Saturday, November 1, 2008
filed under: Research and Development

Though Steve Knapp is not a cartographer, the University of Georgia professor is, nonetheless, a central figure in the construction of a very important road map. He is mapping the genome of sunflower — a process whose fruits already are becoming invaluable to plant breeders and other scientists working to provide farmers with progressively better sunflower hybrids for their fields.

Knapp’s laboratory in Athens, where he is Georgia Research Alliance Eminent Scholar in the Institute of Plant Breeding, Genetics & Genomics, is a long way from the sunflower fields of the Dakotas and High Plains. But the type of work he does is not geographically dependent. It revolves instead around DNA and chromosomes, genetic mapping and sequencing. While those are worlds largely unfamiliar to most of us, we are affected by them in the most basic of ways.

Every living organism — humans, other animals, plants, fungi, bacteria — contains DNA. DNA is a molecule that encodes an organism’s genetic information. Nucleic acids — of which there are just four (referred to by the letters A, G, C and T)) — are the building blocks for DNA. The pattern in which those four nucleic acids exist within a given organism comprises its genetic code. The term “genome” refers to an organism’s complete set of DNA.

A “marker” is a snippet of DNA located in or near a gene. Knowing the nature and location of markers within an organism’s chromosome makeup allows scientists to determine that organism’s unique DNA sequence pattern. That knowledge is essential for genotyping — i.e., classifying an organism according to its genetic makeup as opposed to its physical appearance (known as “phenotyping”).

Still with us? Good.

The field of genomics did not emerge until the 1980s; indeed, the term was not coined until 1987, says Steve Knapp. Trained as a traditional plant breeder with an emphasis in applied statistics and quantitative genetics, Knapp joined the faculty at Oregon State University in 1985 after two years in the seed industry. He remained at OSU until moving to Georgia in 2004.

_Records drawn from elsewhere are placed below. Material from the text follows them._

mod common;

use std::sync::atomic::Ordering;
use std::sync::Arc;

use common::*;
use polrag_core::config::RetrievalSettings;
use polrag_core::traits::Embedder;
use polrag_core::{ContentType, Error, Region, RetrievalRequest, SectionLevel};
use polrag_hybrid::HybridRetriever;

fn small_corpus() -> (ScriptedSource, MapStore) {
    let source = ScriptedSource::new(vec![candidate("a", 0.1), candidate("b", 0.2), candidate("c", 0.3)]);
    let store = MapStore::new(vec![
        chunk("a", SectionLevel::Major, Region::Global, ContentType::AdText),
        chunk("b", SectionLevel::Major, Region::Us, ContentType::AdText),
        chunk("c", SectionLevel::Major, Region::Global, ContentType::Video),
    ]);
    (source, store)
}

#[test]
fn non_positive_limit_is_empty_and_does_no_io() {
    let (source, store) = small_corpus();
    let h = harness(source, store);
    for limit in [0, -1, i64::MIN] {
        let out = h.retriever.retrieve(&RetrievalRequest::new("alcohol").limit(limit).region("mars")).expect("empty ok");
        assert!(out.is_empty());
    }
    assert_eq!(h.io_calls(), (0, 0, 0));
}

#[test]
fn invalid_filter_fails_before_any_io() {
    let (source, store) = small_corpus();
    let h = harness(source, store);
    let err = h.retriever.retrieve(&RetrievalRequest::new("alcohol").region("mars")).unwrap_err();
    assert!(matches!(err, Error::InvalidFilterValue { field: "region", .. }));

    let err = h.retriever.retrieve(&RetrievalRequest::new("alcohol").region("US").content_type("hologram")).unwrap_err();
    assert!(matches!(err, Error::InvalidFilterValue { field: "content_type", .. }));
    assert_eq!(h.io_calls(), (0, 0, 0));
}

#[test]
fn blank_and_mixed_case_filters_are_normalized() {
    let (source, store) = small_corpus();
    let h = harness(source, store);
    let out = h.retriever.retrieve(&RetrievalRequest::new("q").region("   ").content_type(" AD_TEXT ")).expect("retrieve");
    assert_eq!(ids(&out), vec!["a", "b"]);
}

#[test]
fn filters_are_enforced_by_the_store() {
    let (source, store) = small_corpus();
    let h = harness(source, store);
    let out = h.retriever.retrieve(&RetrievalRequest::new("q").region("global")).expect("retrieve");
    assert_eq!(ids(&out), vec!["a", "c"]);
    assert!(out.iter().all(|r| r.region == Region::Global));

    let none = h.retriever.retrieve(&RetrievalRequest::new("q").region("uk")).expect("retrieve");
    assert!(none.is_empty());
}

#[test]
fn orphan_vectors_are_dropped() {
    let source = ScriptedSource::new(vec![candidate("ghost", 0.01), candidate("a", 0.1)]);
    let store = MapStore::new(vec![chunk("a", SectionLevel::Major, Region::Global, ContentType::AdText)]);
    let h = harness(source, store);
    let out = h.retriever.retrieve(&RetrievalRequest::new("q")).expect("retrieve");
    assert_eq!(ids(&out), vec!["a"]);
}

#[test]
fn overfetch_recovers_matches_beyond_the_first_limit() {
    let source = ScriptedSource::new(vec![
        candidate("us1", 0.05),
        candidate("us2", 0.06),
        candidate("g1", 0.20),
        candidate("g2", 0.30),
        candidate("g3", 0.40),
    ]);
    let store = MapStore::new(vec![
        chunk("us1", SectionLevel::Major, Region::Us, ContentType::General),
        chunk("us2", SectionLevel::Major, Region::Us, ContentType::General),
        chunk("g1", SectionLevel::Major, Region::Global, ContentType::General),
        chunk("g2", SectionLevel::Major, Region::Global, ContentType::General),
        chunk("g3", SectionLevel::Major, Region::Global, ContentType::General),
    ]);
    let h = harness(source, store);
    let out = h.retriever.retrieve(&RetrievalRequest::new("q").limit(2).region("global")).expect("retrieve");
    assert_eq!(ids(&out), vec!["g1", "g2"]);
    assert_eq!(h.source.last_k.load(Ordering::SeqCst), 6);
}

#[test]
fn overfetch_is_capped_and_limit_clamped() {
    let settings = RetrievalSettings { max_candidates: 25, ..RetrievalSettings::default() };
    let corpus: Vec<_> = (0..40).map(|i| candidate(&format!("c{i:02}"), i as f32 * 0.01)).collect();
    let chunks: Vec<_> = (0..40).map(|i| chunk(&format!("c{i:02}"), SectionLevel::Major, Region::Global, ContentType::General)).collect();
    let h = harness_with(ScriptedSource::new(corpus), MapStore::new(chunks), settings);

    let out = h.retriever.retrieve(&RetrievalRequest::new("q").limit(10)).expect("retrieve");
    assert_eq!(h.source.last_k.load(Ordering::SeqCst), 25);
    assert_eq!(out.len(), 10);

    let out = h.retriever.retrieve(&RetrievalRequest::new("q").limit(1_000)).expect("retrieve");
    assert_eq!(out.len(), 20);
    assert_eq!(h.retriever.overfetch_count(20), 25);
}

#[test]
fn leaf_section_wins_when_scores_are_close() {
    let make = |score_a: f64, score_b: f64| {
        let mut cands = vec![candidate("A", distance_for(score_a)), candidate("B", distance_for(score_b))];
        cands.sort_by(|x, y| x.distance.total_cmp(&y.distance));
        let store = MapStore::new(vec![
            chunk("A", SectionLevel::Minor, Region::Global, ContentType::General),
            chunk("B", SectionLevel::Major, Region::Global, ContentType::General),
        ]);
        harness(ScriptedSource::new(cands), store)
    };

    let h = make(0.90, 0.85);
    assert_eq!(ids(&h.retriever.retrieve(&RetrievalRequest::new("alcohol").limit(2)).expect("boost")), vec!["A", "B"]);
    assert_eq!(ids(&h.retriever.retrieve(&RetrievalRequest::new("alcohol").limit(2).prefer_specific(false)).expect("raw")), vec!["A", "B"]);

    let h = make(0.80, 0.82);
    let boosted = h.retriever.retrieve(&RetrievalRequest::new("alcohol").limit(2)).expect("boost");
    assert_eq!(ids(&boosted), vec!["A", "B"]);
    assert!((boosted[0].score - 0.80).abs() < 1e-6);
    let raw = h.retriever.retrieve(&RetrievalRequest::new("alcohol").limit(2).prefer_specific(false)).expect("raw");
    assert_eq!(ids(&raw), vec!["B", "A"]);
}

#[test]
fn rerank_runs_before_truncation() {
    let source = ScriptedSource::new(vec![candidate("major", distance_for(0.85)), candidate("minor", distance_for(0.80))]);
    let store = MapStore::new(vec![
        chunk("major", SectionLevel::Major, Region::Global, ContentType::General),
        chunk("minor", SectionLevel::Minor, Region::Global, ContentType::General),
    ]);
    let h = harness(source, store);
    let out = h.retriever.retrieve(&RetrievalRequest::new("q").limit(1)).expect("retrieve");
    assert_eq!(ids(&out), vec!["minor"]);
}

#[test]
fn repeated_calls_are_identical() {
    let (source, store) = small_corpus();
    let h = harness(source, store);
    let req = RetrievalRequest::new("landing page rules").limit(3);
    let first = h.retriever.retrieve(&req).expect("first");
    for _ in 0..5 {
        assert_eq!(h.retriever.retrieve(&req).expect("again"), first);
    }
}

#[test]
fn empty_index_and_empty_query_are_not_errors() {
    let h = harness(ScriptedSource::new(Vec::new()), MapStore::new(Vec::new()));
    assert!(h.retriever.retrieve(&RetrievalRequest::new("")).expect("empty").is_empty());
    assert_eq!(h.io_calls(), (1, 1, 0));
}

#[test]
fn unavailable_backends_propagate() {
    let (_, store) = small_corpus();
    let h = harness(ScriptedSource::unreachable(), store);
    assert!(matches!(h.retriever.retrieve(&RetrievalRequest::new("q")), Err(Error::CandidateSourceUnavailable(_))));

    let (source, _) = small_corpus();
    let h = harness(source, MapStore::unreachable());
    assert!(matches!(h.retriever.retrieve(&RetrievalRequest::new("q")), Err(Error::MetadataStoreUnavailable(_))));
}

#[test]
fn wrong_embedding_width_is_rejected_at_construction() {
    let (source, store) = small_corpus();
    let embedder: Arc<dyn Embedder> = Arc::new(ConstEmbedder::new(768));
    match HybridRetriever::new(embedder, source, store, RetrievalSettings::default()) {
        Err(Error::DimensionMismatch { expected: 384, actual: 768 }) => {}
        Err(other) => panic!("unexpected error: {other}"),
        Ok(_) => panic!("768-d embedder accepted"),
    }
}

#[test]
fn positional_search_matches_request_form() {
    let (source, store) = small_corpus();
    let h = harness(source, store);
    let a = h.retriever.search("q", 2, Some("Global"), None, Some("google"), true).expect("search");
    let b = h.retriever.retrieve(&RetrievalRequest::new("q").limit(2).region("Global").policy_source("google")).expect("retrieve");
    assert_eq!(a, b);
}

#[test]
fn health_reports_each_component() {
    let (source, store) = small_corpus();
    let report = harness(source, store).retriever.health();
    assert!(report.is_healthy());
    assert_eq!(report.database, "connected");

    let (source, _) = small_corpus();
    let report = harness(source, MapStore::unreachable()).retriever.health();
    assert_eq!(report.status, "degraded");
    assert!(report.database.starts_with("error:"));
    assert_eq!(report.vector_db, "connected");
}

Assigned to focus on oilseeds when he came to Oregon State, Knapp chose sunflower. “Virtually nothing was being done in sunflower genomics when I started the program,” he recounts, “and most of the genomics research up to then was being done by groups that were not sharing information or resources.” He officially established the Sunflower Genome Program in 1992 by securing funding from federal competitive grant programs and from private industry. (These remain the sources for 100% of his sunflower genome research funding.)

How does genomic research benefit the sunflower industry and its growers? There are several ways, according to Knapp:

• Improved disease resistance is among the most important dividends. Genomic approaches have already led to “the discovery of several novel disease resistance genes, [and] a much greater understanding of the genetics of disease resistance in sunflower,” according to Knapp. DNA markers used by seed industry breeders to manipulate disease resistance genes in hybrid breeding programs have been developed as well.

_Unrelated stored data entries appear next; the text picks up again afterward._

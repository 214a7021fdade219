//! Boundary parsing of the optional structured filters.
//!
//! Raw strings are trimmed and matched case-insensitively against the closed
//! enumerations once; everything downstream only sees typed values.

use crate::error::{Error, Result};
use crate::types::{ContentType, PolicySource, Region};

/// A closed enumeration that can appear as a retrieval filter.
pub trait FilterValue: Copy + 'static {
    const FIELD: &'static str;
    fn variants() -> &'static [Self];
    fn as_str(&self) -> &'static str;
}

macro_rules! impl_filter_value {
    ($($ty:ty),+) => {$(
        impl FilterValue for $ty {
            const FIELD: &'static str = <$ty>::FIELD;
            fn variants() -> &'static [Self] { <$ty>::ALL }
            fn as_str(&self) -> &'static str { <$ty>::as_str(self) }
        }
    )+};
}

impl_filter_value!(Region, ContentType, PolicySource);

/// Normalize one optional raw filter value.
///
/// `None`, `""` and whitespace-only input mean "no filter". Anything else
/// must name a member of `T` or the call fails with `InvalidFilterValue`.
pub fn normalize_filter<T: FilterValue>(raw: Option<&str>) -> Result<Option<T>> {
    let Some(raw) = raw else { return Ok(None) };
    let needle = raw.trim().to_lowercase();
    if needle.is_empty() {
        return Ok(None);
    }
    T::variants()
        .iter()
        .copied()
        .find(|v| v.as_str() == needle)
        .map(Some)
        .ok_or_else(|| Error::InvalidFilterValue { field: T::FIELD, value: raw.to_string() })
}

/// Validated filters; each present field is an AND constraint.
#[derive(Debug, Clone, Copy, Default, PartialEq, Eq)]
pub struct RetrievalFilters {
    pub region: Option<Region>,
    pub content_type: Option<ContentType>,
    pub policy_source: Option<PolicySource>,
}

impl RetrievalFilters {
    pub fn from_raw(region: Option<&str>, content_type: Option<&str>, policy_source: Option<&str>) -> Result<Self> {
        Ok(Self {
            region: normalize_filter(region)?,
            content_type: normalize_filter(content_type)?,
            policy_source: normalize_filter(policy_source)?,
        })
    }

    pub fn is_empty(&self) -> bool {
        self.region.is_none() && self.content_type.is_none() && self.policy_source.is_none()
    }

    /// Client-side check with the same AND semantics the store applies.
    pub fn matches(&self, region: Region, content_type: ContentType, policy_source: PolicySource) -> bool {
        self.region.map_or(true, |r| r == region)
            && self.content_type.map_or(true, |c| c == content_type)
            && self.policy_source.map_or(true, |s| s == policy_source)
    }
}
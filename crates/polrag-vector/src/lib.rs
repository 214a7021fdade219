//! polrag-vector
//!
//! LanceDB-backed nearest-neighbour candidate source for policy chunks, plus
//! the writer used to lay down chunk vectors. Candidates carry the chunk id,
//! the index distance and a metadata snapshot; the relational store remains
//! the authority on filters.
pub mod schema;
pub mod search;
pub mod table;
pub mod writer;

pub use schema::{build_arrow_schema, SNAPSHOT_COLUMNS, VECTOR_DIM};
pub use search::{parse_distance, LanceCandidateSource, DEFAULT_CALL_TIMEOUT};
pub use writer::VectorIndexWriter;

• Knapp and his collaborators also are using genomic approaches to study wild sunflower species native to deserts and other arid habitats. The objective is to enhance drought tolerance in future commercial hybrids by identifying wild species genes that can by used by breeders to maximize seed yield under drought conditions. Currently, this effort is focusing on two species: the silverleaf sunflower (native to southern Texas) and the Algodones dune sunflower (a native of southern California).

• “We recently initiated biofuel research in sunflower and have proposed developing completely new types of hybrids for producing cellulosic biofuel feedstocks,” Knapp says. “This research was sparked by the discovery of wild species that produce woody stems. We are currently using genomic approaches to study wood formation, cellulosic biomass traits and biomass yield in sunflower.”

• Additionally, there’s a significant effort to identify genes in land races and wild species for enhancing the performance of modern oil-type sunflower hybrids. “This work focuses on broadening genetic diversity and supplying breeders with libraries of [what are] called ‘wild introgression’ lines,” Knapp explains. Such lines can be used as the starting material for developing new inbred lines and hybrids with higher yield capacity, enhanced disease resistance and/or important quality traits.

• “Finally, we study how the genomes of wild species differ from the genome of common sunflower,” Knapp advises. “We do this by ‘comparative genetic mapping’ (building genomic blueprints). This knowledge can be used to assist breeders in moving genes from wild species into common sunflower.” Knapp and his associates already have constructed genomic blueprints for five wild species and are developing others.

• One of Knapp’s top priorities is to fully sequence the sunflower genome. (“Sequence” refers to how the four nucleic acids are arranged, side by side or in sequence, along a strand of DNA — for instance: CCATTG. That order supplies the genetic instructions that in turn provide an organism with its set of unique traits.) “While we currently do not have funding to fully sequence the sunflower genome, we have generated a lot of DNA sequence information for sunflower and believe we will eventually be able [to accomplish the full sequencing],” Knapp observes.

One current roadblock in the process of getting from Point A (successfully mapping and sequencing the sunflower genome) to Point B (incorporating useful

“fresh” genes into commercial hybrids) is the lack of an efficient transformation system (i.e., the conduit that will transport the genes from Point A to Point B). However, Knapp says recent work by Ohio State University’s John Finer “could fundamentally advance and enable routine sunflower transformation.” That’s essential to understanding gene function and being able to introduce foreign genes, he stresses.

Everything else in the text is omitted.